TASK DIRECTIONS: Repeat word for word every line of the data below, from the first through the line containing "use std::sync::Arc;", and stop there.

INFORMATION SHOWN section start

//! Scalar leaves and the scalar types that fields declare.
//!
//! Every scalar has a runtime type (a `TypeId`). Built-in scalars use the
//! canonical Rust type of their variant (`bool`, `i64`, `f64`, `String`);
//! opaque scalars use the type of the value they carry.
use std::any::{Any, TypeId};
use std::fmt;
use std::sync::Arc;

use chrono::{NaiveDate, NaiveDateTime};
use ordered_float::OrderedFloat;

use crate::error::{ConstructError, ConvertError};
use crate::tree::Tree;

// ------------------------------- Scalar ----------------------------------- //

#[derive(Clone, Debug, PartialEq)]
pub enum Scalar {
    Bool(bool),
    Int(i64),
    /// Integers above `i64::MAX`; same `int` type as [`Scalar::Int`].
    UInt(u64),
    Float(OrderedFloat<f64>),
    Str(String),
    Opaque(Opaque),
}

impl Scalar {
    pub fn opaque<T: OpaqueValue>(value: T) -> Self {
        Scalar::Opaque(Opaque::new(value))
    }

    pub fn runtime_type(&self) -> TypeId {
        match self {
            Scalar::Bool(_) => TypeId::of::<bool>(),
            Scalar::Int(_) | Scalar::UInt(_) => TypeId::of::<i64>(),
            Scalar::Float(_) => TypeId::of::<f64>(),
            Scalar::Str(_) => TypeId::of::<String>(),
            Scalar::Opaque(o) => o.runtime_type(),
        }
    }

    pub fn type_name(&self) -> &'static str {
        match self {
            Scalar::Bool(_) => "bool",
            Scalar::Int(_) | Scalar::UInt(_) => "int",
            Scalar::Float(_) => "float",
            Scalar::Str(_) => "str",
            Scalar::Opaque(o) => o.type_name(),
        }
    }

    /// Borrow the scalar as its runtime type.
    pub fn downcast_ref<T: Any>(&self) -> Option<&T> {
        match self {
            Scalar::Bool(b) => (b as &dyn Any).downcast_ref(),
            Scalar::Int(i) => (i as &dyn Any).downcast_ref(),
            Scalar::UInt(u) => (u as &dyn Any).downcast_ref(),
            Scalar::Float(f) => (&f.0 as &dyn Any).downcast_ref(),
            Scalar::Str(s) => (s as &dyn Any).downcast_ref(),
            Scalar::Opaque(o) => o.downcast_ref(),
        }
    }
}

// ------------------------------- Opaque ----------------------------------- //

/// Values that can ride inside a [`Scalar::Opaque`].
pub trait OpaqueValue: Any + fmt::Debug + Send + Sync {
    fn as_any(&self) -> &dyn Any;
    fn eq_dyn(&self, other: &dyn OpaqueValue) -> bool;
}

impl<T: Any + fmt::Debug + PartialEq + Send + Sync> OpaqueValue for T {
    fn as_any(&self) -> &dyn Any {
        self
    }

    fn eq_dyn(&self, other: &dyn OpaqueValue) -> bool {
        other.as_any().downcast_ref::<T>().is_some_and(|o| o == self)
    }
}

#[derive(Clone)]
pub struct Opaque {
    type_name: &'static str,
    value: Arc<dyn OpaqueValue>,
}

impl Opaque {
    pub fn new<T: OpaqueValue>(value: T) -> Self {
        Self {
            type_name: short_type_name(std::any::type_name::<T>()),
            value: Arc::new(value),
        }
    }

    pub fn type_name(&self) -> &'static str {
        self.type_name
    }

    pub fn runtime_type(&self) -> TypeId {
        Any::type_id(self.value.as_any())
    }

    pub fn downcast_ref<T: Any>(&self) -> Option<&T> {
        self.value.as_any().downcast_ref()
    }
}

impl fmt::Debug for Opaque {
    fn fmt(&self, f: &mut fmt::Formatter<'_>) -> fmt::Result {
        fmt::Debug::fmt(&*self.value, f)
    }
}

impl PartialEq for Opaque {
    fn eq(&self, other: &Self) -> bool {
        self.value.eq_dyn(other.value.as_ref())
    }
}

fn short_type_name(path: &'static str) -> &'static str {
    match path.rfind("::") {
        Some(i) if !path.contains('<') => &path[i + 2..],
        _ => path,
    }
}

// ------------------------------ ScalarType -------------------------------- //

/// Direct one-argument conversion of a raw tree value into a scalar type.
pub type CoerceFn = fn(&Tree) -> Result<Scalar, ConvertError>;

/// A declared scalar type: its identity plus its direct coercion.
#[derive(Clone, Copy)]
pub struct ScalarType {
    name: &'static str,
    id: TypeId,
    coerce: CoerceFn,
}

impl ScalarType {
    /// `T` is the runtime type of the scalars this type produces.
    pub fn new<T: Any>(name: &'static str, coerce: CoerceFn) -> Self {
        Self { name, id: TypeId::of::<T>(), coerce }
    }

    pub fn of<T: ScalarValue>() -> Self {
        T::scalar_type()
    }

    pub fn name(&self) -> &'static str {
        self.name
    }

    pub fn id(&self) -> TypeId {
        self.id
    }

    /// True when `scalar` already has exactly this runtime type.
    pub fn accepts(&self, scalar: &Scalar) -> bool {
        scalar.runtime_type() == self.id
    }

    pub fn coerce(&self, raw: &Tree) -> Result<Scalar, ConvertError> {
        (self.coerce)(raw)
    }
}

impl PartialEq for ScalarType {
    fn eq(&self, other: &Self) -> bool {
        self.id == other.id
    }
}

impl Eq for ScalarType {}

impl fmt::Debug for ScalarType {
    fn fmt(&self, f: &mut fmt::Formatter<'_>) -> fmt::Result {
        write!(f, "ScalarType({})", self.name)
    }
}

// ----------------------------- ScalarValue -------------------------------- //

/// Rust types that map onto a single [`ScalarType`].
pub trait ScalarValue: Sized + 'static {
    fn scalar_type() -> ScalarType;
    fn to_scalar(&self) -> Scalar;
    fn from_scalar(scalar: Scalar) -> Result<Self, ConstructError>;
}

impl ScalarValue for bool {
    fn scalar_type() -> ScalarType {
        ScalarType::new::<bool>("bool", coerce_bool)
    }

    fn to_scalar(&self) -> Scalar {
        Scalar::Bool(*self)
    }

    fn from_scalar(scalar: Scalar) -> Result<Self, ConstructError> {
        match scalar {
            Scalar::Bool(b) => Ok(b),
            other => Err(ConstructError::mismatch("bool", other.type_name())),
        }
    }
}

macro_rules! int_scalar {
    ($($ty:ty),*) => {$(
        impl ScalarValue for $ty {
            fn scalar_type() -> ScalarType {
                ScalarType::new::<i64>("int", coerce_int)
            }

            fn to_scalar(&self) -> Scalar {
                // only u64/usize can exceed i64, and then they are non-negative
                i64::try_from(*self)
                    .map(Scalar::Int)
                    .unwrap_or_else(|_| Scalar::UInt(*self as u64))
            }

            fn from_scalar(scalar: Scalar) -> Result<Self, ConstructError> {
                match scalar {
                    Scalar::Int(i) => <$ty>::try_from(i).map_err(|_| ConstructError::OutOfRange {
                        ty: stringify!($ty),
                        value: i128::from(i),
                    }),
                    Scalar::UInt(u) => <$ty>::try_from(u).map_err(|_| ConstructError::OutOfRange {
                        ty: stringify!($ty),
                        value: i128::from(u),
                    }),
                    other => Err(ConstructError::mismatch("int", other.type_name())),
                }
            }
        }
    )*};
}

int_scalar!(i8, i16, i32, i64, isize, u8, u16, u32, u64, usize);

macro_rules! float_scalar {
    ($($ty:ty),*) => {$(
        impl ScalarValue for $ty {
            fn scalar_type() -> ScalarType {
                ScalarType::new::<f64>("float", coerce_float)
            }

            fn to_scalar(&self) -> Scalar {
                Scalar::Float(OrderedFloat(f64::from(*self)))
            }

            fn from_scalar(scalar: Scalar) -> Result<Self, ConstructError> {
                match scalar {
                    Scalar::Float(f) => Ok(f.0 as $ty),
                    Scalar::Int(i) => Ok(i as $ty),
                    Scalar::UInt(u) => Ok(u as $ty),
                    other => Err(ConstructError::mismatch("float", other.type_name())),
                }
            }
        }
    )*};
}

float_scalar!(f32, f64);

impl ScalarValue for String {
    fn scalar_type() -> ScalarType {
        ScalarType::new::<String>("str", coerce_str)
    }

    fn to_scalar(&self) -> Scalar {
        Scalar::Str(self.clone())
    }

    fn from_scalar(scalar: Scalar) -> Result<Self, ConstructError> {
        match scalar {
            Scalar::Str(s) => Ok(s),
            other => Err(ConstructError::mismatch("str", other.type_name())),
        }
    }
}

impl ScalarValue for NaiveDate {
    fn scalar_type() -> ScalarType {
        ScalarType::new::<NaiveDate>("date", coerce_date)
    }

    fn to_scalar(&self) -> Scalar {
        Scalar::opaque(*self)
    }

    fn from_scalar(scalar: Scalar) -> Result<Self, ConstructError> {
        take_opaque(scalar, "date")
    }
}

impl ScalarValue for NaiveDateTime {
    fn scalar_type() -> ScalarType {
        ScalarType::new::<NaiveDateTime>("datetime", coerce_datetime)
    }

    fn to_scalar(&self) -> Scalar {
        Scalar::opaque(*self)
    }

    fn from_scalar(scalar: Scalar) -> Result<Self, ConstructError> {
        take_opaque(scalar, "datetime")
    }
}

/// Extract an opaque scalar of type `T`; the inverse of [`Scalar::opaque`].
pub fn take_opaque<T: Any + Clone>(scalar: Scalar, name: &'static str) -> Result<T, ConstructError> {
    match &scalar {
        Scalar::Opaque(o) => o
            .downcast_ref::<T>()
            .cloned()
            .ok_or_else(|| ConstructError::mismatch(name, o.type_name())),
        other => Err(ConstructError::mismatch(name, other.type_name())),
    }
}

// ------------------------------ Coercions --------------------------------- //

fn expect_scalar<'t>(raw: &'t Tree, target: &str) -> Result<&'t Scalar, ConvertError> {
    raw.as_scalar()
        .ok_or_else(|| ConvertError::new(format!("cannot convert {} to {target}", raw.kind())))
}

fn unsupported(from: &Scalar, target: &str) -> ConvertError {
    ConvertError::new(format!("cannot convert {} to {target}", from.type_name()))
}

fn coerce_bool(raw: &Tree) -> Result<Scalar, ConvertError> {
    match expect_scalar(raw, "bool")? {
        Scalar::Bool(b) => Ok(Scalar::Bool(*b)),
        Scalar::Int(i) => Ok(Scalar::Bool(*i != 0)),
        Scalar::UInt(_) => Ok(Scalar::Bool(true)),
        Scalar::Str(s) => s.trim().parse().map(Scalar::Bool).map_err(ConvertError::new),
        other => Err(unsupported(other, "bool")),
    }
}

fn coerce_int(raw: &Tree) -> Result<Scalar, ConvertError> {
    match expect_scalar(raw, "int")? {
        Scalar::Int(i) => Ok(Scalar::Int(*i)),
        Scalar::UInt(u) => Ok(Scalar::UInt(*u)),
        Scalar::Bool(b) => Ok(Scalar::Int(i64::from(*b))),
        Scalar::Float(f) => float_to_int(f.0),
        Scalar::Str(s) => s.trim().parse().map(Scalar::Int).map_err(ConvertError::new),
        other => Err(unsupported(other, "int")),
    }
}

// 2^63 and 2^64 are exact in f64; the casts below are in range once checked.
const I64_BOUND: f64 = 9_223_372_036_854_775_808.0;
const U64_BOUND: f64 = 18_446_744_073_709_551_616.0;

fn float_to_int(f: f64) -> Result<Scalar, ConvertError> {
    let t = f.trunc();
    if (-I64_BOUND..I64_BOUND).contains(&t) {
        Ok(Scalar::Int(t as i64))
    } else if (0.0..U64_BOUND).contains(&t) {
        Ok(Scalar::UInt(t as u64))
    } else {
        Err(ConvertError::new(format!("float {f} is out of integer range")))
    }
}

fn coerce_float(raw: &Tree) -> Result<Scalar, ConvertError> {
    match expect_scalar(raw, "float")? {
        Scalar::Float(f) => Ok(Scalar::Float(*f)),
        Scalar::Int(i) => Ok(Scalar::Float(OrderedFloat(*i as f64))),
        Scalar::UInt(u) => Ok(Scalar::Float(OrderedFloat(*u as f64))),
        Scalar::Str(s) => s
            .trim()
            .parse::<f64>()
            .map(|f| Scalar::Float(OrderedFloat(f)))
            .map_err(ConvertError::new),
        other => Err(unsupported(other, "float")),
    }
}

fn coerce_str(raw: &Tree) -> Result<Scalar, ConvertError> {
    match expect_scalar(raw, "str")? {
        Scalar::Str(s) => Ok(Scalar::Str(s.clone())),
        Scalar::Bool(b) => Ok(Scalar::Str(b.to_string())),
        Scalar::Int(i) => Ok(Scalar::Str(i.to_string())),
        Scalar::UInt(u) => Ok(Scalar::Str(u.to_string())),
        Scalar::Float(f) => Ok(Scalar::Str(f.0.to_string())),
        other => Err(unsupported(other, "str")),
    }
}

fn coerce_date(raw: &Tree) -> Result<Scalar, ConvertError> {
    match expect_scalar(raw, "date")? {
        Scalar::Str(s) => NaiveDate::parse_from_str(s.trim(), "%Y-%m-%d")
            .map(Scalar::opaque)
            .map_err(ConvertError::new),
        other => Err(unsupported(other, "date")),
    }
}

fn coerce_datetime(raw: &Tree) -> Result<Scalar, ConvertError> {
    match expect_scalar(raw, "datetime")? {
        Scalar::Str(s) => NaiveDateTime::parse_from_str(s.trim(), "%Y-%m-%dT%H:%M:%S%.f")
            .map(Scalar::opaque)
            .map_err(ConvertError::new),
        other => Err(unsupported(other, "datetime")),
    }
}

/// Coercion for opaque scalar types that have no direct conversion.
pub fn no_coercion(raw: &Tree) -> Result<Scalar, ConvertError> {
    Err(ConvertError::new(format!(
        "no direct conversion from {}; register a decoder for this type",
        raw.kind()
    )))
}

/// Declare a user type as an opaque scalar usable in record fields.
///
/// ```
/// use record_coder::impl_scalar;
///
/// #[derive(Clone, Debug, PartialEq)]
/// pub struct Money(pub i64);
///
/// impl_scalar!(Money, "money");
/// ```
#[macro_export]
macro_rules! impl_scalar {
    ($ty:ty, $name:literal) => {
        $crate::impl_scalar!($ty, $name, $crate::scalar::no_coercion);
    };
    ($ty:ty, $name:literal, $coerce:expr) => {
        impl $crate::scalar::ScalarValue for $ty {
            fn scalar_type() -> $crate::scalar::ScalarType {
                $crate::scalar::ScalarType::new::<$ty>($name, $coerce)
            }

            fn to_scalar(&self) -> $crate::scalar::Scalar {
                $crate::scalar::Scalar::opaque(::std::clone::Clone::clone(self))
            }

            fn from_scalar(
                scalar: $crate::scalar::Scalar,
            ) -> ::std::result::Result<Self, $crate::error::ConstructError> {
                $crate::scalar::take_opaque::<$ty>(scalar, $name)
            }
        }

        $crate::impl_scalar_field!($ty);
    };
}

INFORMATION SHOWN section end

REPLY:
//! Scalar leaves and the scalar types that fields declare.
//!
//! Every scalar has a runtime type (a `TypeId`). Built-in scalars use the
//! canonical Rust type of their variant (`bool`, `i64`, `f64`, `String`);
//! opaque scalars use the type of the value they carry.
use std::any::{Any, TypeId};
use std::fmt;
use std::sync::Arc;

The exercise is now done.